((

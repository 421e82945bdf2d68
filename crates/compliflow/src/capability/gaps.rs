//! Keyword-coverage gap analysis.
//!
//! A control is covered when all of its keywords appear in the document.
//! Partial coverage produces a gap one risk level below the control's
//! level; no coverage produces a gap at the control's level. Controls that
//! protect sensitive data are raised one level when the document itself
//! contains sensitive values.

use crate::capability::{ControlMapping, GapAnalyzer, GapRecord, SensitiveMatch};
use crate::error::CapabilityError;

/// `current_state` of a gap whose control has none of its keywords covered.
pub const NOT_ADDRESSED: &str = "not addressed";

pub struct CoverageAnalyzer;

impl CoverageAnalyzer {
    pub fn new() -> Self {
        Self
    }

    fn evaluate(mapping: &ControlMapping, has_sensitive_data: bool) -> Option<GapRecord> {
        let expected: Vec<&String> = mapping
            .keywords
            .iter()
            .filter(|k| !k.trim().is_empty())
            .collect();
        if expected.is_empty() {
            return None;
        }

        let missing: Vec<&str> = expected
            .iter()
            .filter(|k| {
                !mapping
                    .matched_keywords
                    .iter()
                    .any(|m| m.eq_ignore_ascii_case(k))
            })
            .map(|k| k.as_str())
            .collect();

        if missing.is_empty() {
            return None;
        }

        let covered = expected.len() - missing.len();
        let (current_state, mut risk_level) = if covered == 0 {
            (NOT_ADDRESSED.to_string(), mapping.risk_level)
        } else {
            (
                format!("partially addressed ({} of {} elements)", covered, expected.len()),
                mapping.risk_level.lowered(),
            )
        };

        if mapping.protects_sensitive_data && has_sensitive_data {
            risk_level = risk_level.raised();
        }

        Some(GapRecord {
            requirement: mapping.requirement.clone(),
            current_state,
            gap: format!(
                "{} {}: missing {}",
                mapping.framework,
                mapping.control,
                missing.join(", ")
            ),
            risk_level,
            framework: mapping.framework.clone(),
            remediation: mapping.remediation.clone(),
        })
    }
}

impl Default for CoverageAnalyzer {
    fn default() -> Self {
        Self::new()
    }
}

impl GapAnalyzer for CoverageAnalyzer {
    fn analyze(
        &self,
        _text: &str,
        mappings: &[ControlMapping],
        entities: &[SensitiveMatch],
    ) -> Result<Vec<GapRecord>, CapabilityError> {
        let has_sensitive_data = !entities.is_empty();
        Ok(mappings
            .iter()
            .filter_map(|m| Self::evaluate(m, has_sensitive_data))
            .collect())
    }
}

#[cfg(test)]
mod tests {
    use super::*;
    use crate::capability::{RiskLevel, TextSpan};

    fn mapping(keywords: &[&str], matched: &[&str], risk: RiskLevel) -> ControlMapping {
        ControlMapping {
            framework: "HIPAA".to_string(),
            control: "164.312".to_string(),
            requirement: "Technical safeguards".to_string(),
            risk_level: risk,
            remediation: "Document access controls".to_string(),
            keywords: keywords.iter().map(|s| s.to_string()).collect(),
            matched_keywords: matched.iter().map(|s| s.to_string()).collect(),
            protects_sensitive_data: false,
        }
    }

    fn entity() -> SensitiveMatch {
        SensitiveMatch {
            kind: "us_ssn".to_string(),
            location: TextSpan { start: 0, end: 11 },
            confidence: 0.9,
        }
    }

    #[test]
    fn test_fully_covered_control_has_no_gap() {
        let m = mapping(&["audit", "access"], &["audit", "access"], RiskLevel::High);
        let gaps = CoverageAnalyzer::new().analyze("", &[m], &[]).unwrap();
        assert!(gaps.is_empty());
    }

    #[test]
    fn test_unaddressed_control_keeps_risk() {
        let m = mapping(&["audit", "access"], &[], RiskLevel::High);
        let gaps = CoverageAnalyzer::new().analyze("", &[m], &[]).unwrap();

        assert_eq!(gaps.len(), 1);
        assert_eq!(gaps[0].risk_level, RiskLevel::High);
        assert_eq!(gaps[0].current_state, NOT_ADDRESSED);
        assert!(gaps[0].gap.contains("audit, access"));
        assert_eq!(gaps[0].framework, "HIPAA");
    }

    #[test]
    fn test_partial_coverage_lowers_risk() {
        let m = mapping(&["audit", "access"], &["Audit"], RiskLevel::High);
        let gaps = CoverageAnalyzer::new().analyze("", &[m], &[]).unwrap();

        assert_eq!(gaps[0].risk_level, RiskLevel::Medium);
        assert_eq!(gaps[0].current_state, "partially addressed (1 of 2 elements)");
        assert!(gaps[0].gap.ends_with("missing access"));
    }

    #[test]
    fn test_sensitive_data_escalates_protecting_controls() {
        let mut m = mapping(&["encryption"], &[], RiskLevel::High);
        m.protects_sensitive_data = true;

        let gaps = CoverageAnalyzer::new()
            .analyze("", &[m.clone()], &[entity()])
            .unwrap();
        assert_eq!(gaps[0].risk_level, RiskLevel::Critical);

        let gaps = CoverageAnalyzer::new().analyze("", &[m], &[]).unwrap();
        assert_eq!(gaps[0].risk_level, RiskLevel::High);
    }

    #[test]
    fn test_zero_mappings_yield_zero_gaps() {
        let gaps = CoverageAnalyzer::new().analyze("text", &[], &[entity()]).unwrap();
        assert!(gaps.is_empty());
    }
}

))

WHAT TO WORK ON
Above are the records; report each line in them that includes the word "CoverageAnalyzer".

REPLY
pub struct CoverageAnalyzer;
impl CoverageAnalyzer {
impl Default for CoverageAnalyzer {
impl GapAnalyzer for CoverageAnalyzer {
        let gaps = CoverageAnalyzer::new().analyze("", &[m], &[]).unwrap();
        let gaps = CoverageAnalyzer::new().analyze("", &[m], &[]).unwrap();
        let gaps = CoverageAnalyzer::new().analyze("", &[m], &[]).unwrap();
        let gaps = CoverageAnalyzer::new()
        let gaps = CoverageAnalyzer::new().analyze("", &[m], &[]).unwrap();
        let gaps = CoverageAnalyzer::new().analyze("text", &[], &[entity()]).unwrap();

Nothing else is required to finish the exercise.